Fala-se muito dos médicos e dos estudantes de Medicina. Sempre fomos acusados de não termos uma vocação verdadeira, de termos uma motivação económica por detrás das nossas escolhas. E sempre nos foi exigido que fôssemos infalíveis.
Entendo esta última. Toda a gente reconhece que se, por exemplo, uma costureira cometer um erro ao coser um vestido, as consequências serão muito menos graves (pelo menos para a maioria das pessoas), do que se for um médico a cometer um erro ao suturar um doente.
Mas, mais recentemente, além de sermos acusados de não querermos trabalhar (claro que uma pessoa que não quer trabalhar escolhe de imediato o curso com a média de entrada mais alta e o único com três provas de ingresso, naturalmente), somos acusados de não termos vida e, mais grave ainda, de não nos interessarmos por nada.
Gostava de dizer a todas estas pessoas que acho que temos vidas fantásticas. Por várias razões, mas por nenhuma das que possam calcular. É preciso estar em Medicina para entender quem se dedica a isto.
Em primeiro lugar, e como me ensinou alguém que já era médica antes de eu nascer: "Nós temos o privilégio de conhecer o nosso suporte... Onde as pessoas vêem um idoso que treme, nós vemos um doente de Parkinson". Mais do que um privilégio, isso é uma honra e uma responsabilidade, uma que os meus colegas que já são médicos aceitaram, e que nós, estudantes, aceitaremos um dia, porque o nosso primeiro interesse — para quem diz que não temos nenhum — são as pessoas. Conheço estudantes de Medicina que interromperam os seus estudos para ajudar refugiados naquelas fronteiras que nós só vemos na televisão enquanto jantamos descansadamente.
Conheço estudantes de Medicina que são voluntários da Cruz Vermelha Portuguesa. Mas, tal como aprendemos na praxe, "a vida não é só estudar". Por isso também conheço estudantes de Medicina que são óptimos músicos, desportistas, escritores, actores, explicadores, missionários… E óptimos militantes partidários e independentes, de esquerda e de direita, com convicções em que acreditam e que defendem fundamentada e democraticamente. Pessoas fantásticas que, não contentes com já serem óptimos a tudo isto, chegam às suas casas e ainda arranjam tempo para ser óptimos filhos, irmãos, amigos e namorados. Conheci grandes pessoas na faculdade e vi a minha faculdade ajudar grandes pessoas que conhecia a tornarem- se enormes.

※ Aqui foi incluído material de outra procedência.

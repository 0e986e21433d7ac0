use serde::Deserialize;

#[derive(Debug, Deserialize, Clone)]
pub struct Config {
    /// Byte budget of the response cache
    pub cache_max_bytes: u64,
    /// Timeout of each health probe, seconds
    pub health_timeout_secs: u64,
    /// Consecutive probe failures before a server goes Down
    pub health_max_fails: u32,
    /// Optional JSON file seeding the in-memory store
    pub meta_path: Option<String>,
    pub debug: bool,
}

impl Default for Config {
    fn default() -> Self {
        Self {
            cache_max_bytes: 64 * 1024 * 1024,
            health_timeout_secs: 5,
            health_max_fails: 3,
            meta_path: None,
            debug: false,
        }
    }
}

pub fn load_config() -> anyhow::Result<Config> {
    let cache_max_bytes = std::env::var("APIGATE_CACHE_MAX_BYTES")
        .unwrap_or_else(|_| String::new())
        .parse()
        .unwrap_or(64 * 1024 * 1024);

    let health_timeout_secs = std::env::var("APIGATE_HEALTH_TIMEOUT_SECS")
        .unwrap_or_else(|_| "5".to_string())
        .parse()
        .unwrap_or(5);

    let health_max_fails = std::env::var("APIGATE_HEALTH_MAX_FAILS")
        .unwrap_or_else(|_| "3".to_string())
        .parse()
        .unwrap_or(3);

    let meta_path = std::env::var("APIGATE_META_PATH").ok();

    let debug = std::env::var("DEBUG").is_ok();

    Ok(Config {
        cache_max_bytes,
        health_timeout_secs,
        health_max_fails,
        meta_path,
        debug,
    })
}
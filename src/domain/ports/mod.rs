mod analyser;
mod meta_store;

pub use analyser::Analyser;
pub use meta_store::{Event, EventSource, EventType, MetaStore, MetaValue, Visitor};
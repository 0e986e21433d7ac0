//! Health-check loop.
//!
//! Every registered server gets a probe cycle scheduled on the timer
//! wheel at the server's current check interval, which stretches while
//! probes keep failing. Probe outcomes drive server status, cluster
//! membership and the circuit gate. Timers hold weak references and go
//! quiet once the server or the dispatcher is gone.

use super::Dispatcher;
use crate::domain::entities::{CircuitStatus, Status};
use crate::runtime::ServerRuntime;
use std::sync::Arc;

impl Dispatcher {
    /// Enqueue a server for health checking. Idempotent: a runtime is
    /// only ever driven by one probe cycle.
    pub(crate) fn add_to_check(&self, server: Arc<ServerRuntime>) {
        if !server.mark_checking() {
            return;
        }
        self.schedule_check(server);
    }

    fn schedule_check(&self, server: Arc<ServerRuntime>) {
        let dispatcher = self.weak.clone();
        let target = Arc::downgrade(&server);

        self.tw.schedule(server.check_interval(), move || {
            if let (Some(dispatcher), Some(server)) = (dispatcher.upgrade(), target.upgrade()) {
                tokio::spawn(async move {
                    dispatcher.check(server).await;
                });
            }
        });
    }

    async fn check(&self, server: Arc<ServerRuntime>) {
        // The runtime may have been removed or replaced since the probe
        // was scheduled; a stale cycle just stops.
        let registered = self
            .state
            .read()
            .servers
            .get(&server.id())
            .map(|current| Arc::ptr_eq(current, &server))
            .unwrap_or(false);
        if !registered {
            tracing::debug!("server <{}> no longer checked", server.id());
            return;
        }

        let url = server.check_url();
        match self.probe.probe(&url).await {
            Ok(()) => self.on_check_success(&server),
            Err(e) => self.on_check_fail(&server, &e),
        }

        self.schedule_check(server);
    }

    fn on_check_success(&self, server: &Arc<ServerRuntime>) {
        if server.status() == Status::Down {
            server.change_to(Status::Up);
            tracing::info!("server <{}> is up", server.id());

            let state = self.state.read();
            if let Some(clusters) = state.binds.get(&server.id()) {
                for cluster in clusters.values() {
                    cluster.add(server.id());
                }
            }
        }

        server.reset();

        if server.is_circuit(CircuitStatus::Half) {
            server.circuit_to_open();
        }
    }

    fn on_check_fail(&self, server: &Arc<ServerRuntime>, error: &str) {
        server.fail();
        tracing::warn!(
            "server <{}> check failed ({} times): {}",
            server.id(),
            server.fail_count(),
            error
        );

        if server.fail_count() < self.probe.max_failures() {
            return;
        }

        if server.status() == Status::Up {
            server.change_to(Status::Down);
            tracing::warn!("server <{}> is down", server.id());

            let state = self.state.read();
            if let Some(clusters) = state.binds.get(&server.id()) {
                for cluster in clusters.values() {
                    cluster.remove(server.id());
                }
            }
        }

        server.circuit_to_close(&self.tw);
    }
}

#[cfg(test)]
mod tests {
    use super::*;
    use crate::adapters::outbound::{LogAnalyser, MemStore};
    use crate::domain::entities::{
        Bind, CircuitBreaker, Cluster, HealthCheck, LbStrategy, Protocol, Server,
    };
    use crate::infrastructure::HealthCheckConfig;
    use std::time::Duration;
    use wiremock::matchers::{method, path};
    use wiremock::{Mock, MockServer, ResponseTemplate};

    fn dispatcher() -> Arc<Dispatcher> {
        Dispatcher::new(
            Arc::new(MemStore::new()),
            Arc::new(LogAnalyser::new()),
            HealthCheckConfig {
                timeout: Duration::from_millis(500),
                max_failures: 2,
            },
        )
        .unwrap()
    }

    fn server_meta(id: u64, addr: String) -> Server {
        Server {
            id,
            protocol: Protocol::Http,
            addr,
            health_check: HealthCheck {
                path: "/health".to_string(),
                check_interval_secs: 0,
            },
            max_qps: 100,
            circuit_breaker: Some(CircuitBreaker {
                close_timeout_secs: 60,
                rate_check_period_secs: 1,
            }),
        }
    }

    #[tokio::test]
    async fn test_probe_success_promotes_to_up_and_joins_clusters() {
        let backend = MockServer::start().await;
        Mock::given(method("GET"))
            .and(path("/health"))
            .respond_with(ResponseTemplate::new(200))
            .mount(&backend)
            .await;

        let d = dispatcher();
        d.add_cluster(Cluster {
            id: 1,
            name: "c1".to_string(),
            load_balance: LbStrategy::RoundRobin,
        })
        .unwrap();

        let addr = backend.uri().trim_start_matches("http://").to_string();
        d.add_server(server_meta(10, addr)).unwrap();
        d.add_bind(Bind {
            cluster_id: 1,
            server_id: 10,
        })
        .unwrap();

        // Down on arrival, so the cluster sequence stays empty
        assert!(d.cluster(1).unwrap().is_empty());

        tokio::time::sleep(Duration::from_millis(300)).await;

        let server = d.server(10).unwrap();
        assert_eq!(server.status(), Status::Up);
        assert_eq!(d.cluster(1).unwrap().servers(), vec![10]);
    }

    #[tokio::test]
    async fn test_probe_failures_demote_and_trip_circuit() {
        let backend = MockServer::start().await;
        Mock::given(method("GET"))
            .and(path("/health"))
            .respond_with(ResponseTemplate::new(503))
            .mount(&backend)
            .await;

        let d = dispatcher();
        d.add_cluster(Cluster {
            id: 1,
            name: "c1".to_string(),
            load_balance: LbStrategy::RoundRobin,
        })
        .unwrap();

        let addr = backend.uri().trim_start_matches("http://").to_string();
        d.add_server(server_meta(10, addr)).unwrap();
        d.add_bind(Bind {
            cluster_id: 1,
            server_id: 10,
        })
        .unwrap();

        // Simulate a previously healthy server
        let server = d.server(10).unwrap();
        server.change_to(Status::Up);
        d.cluster(1).unwrap().add(10);

        tokio::time::sleep(Duration::from_millis(500)).await;

        assert_eq!(server.status(), Status::Down);
        assert!(d.cluster(1).unwrap().is_empty());
        assert_eq!(server.circuit(), CircuitStatus::Close);
    }

    #[tokio::test]
    async fn test_removed_server_stops_probing() {
        let backend = MockServer::start().await;
        Mock::given(method("GET"))
            .and(path("/health"))
            .respond_with(ResponseTemplate::new(200))
            .expect(0..)
            .mount(&backend)
            .await;

        let d = dispatcher();
        let addr = backend.uri().trim_start_matches("http://").to_string();
        d.add_server(server_meta(10, addr)).unwrap();

        let server = d.server(10).unwrap();
        d.remove_server(10).unwrap();
        drop(server);

        // Probe cycle notices the removal and winds down without panicking
        tokio::time::sleep(Duration::from_millis(200)).await;
        assert!(d.server(10).is_none());
    }
}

Talvez por estas razões, estamos sempre "ligeiramente" apertados de tempo. Não porque não tenhamos vida, mas porque temos demasiada vida dentro de nós. Há certamente colegas que não se interessam por política. Mas fazer uma generalização desse tipo é anular os esforços da esmagadora maioria de nós que não desiste de fazer a diferença em todas as áreas a que se dedica. A todos eles, estou tremendamente agradecida por vos ter conhecido. A todos os que não compreendem, entendo. Somos de facto pessoas um pouco diferentes, um pouco loucas. Mas façam um esforço: da próxima vez que se encontrarem com um dos nossos, não lhe perguntem pelos estudos. Perguntem-lhe o que é que ele ou ela faz além de aprender a tratar doentes. E depois digam-me se mudaram de opinião.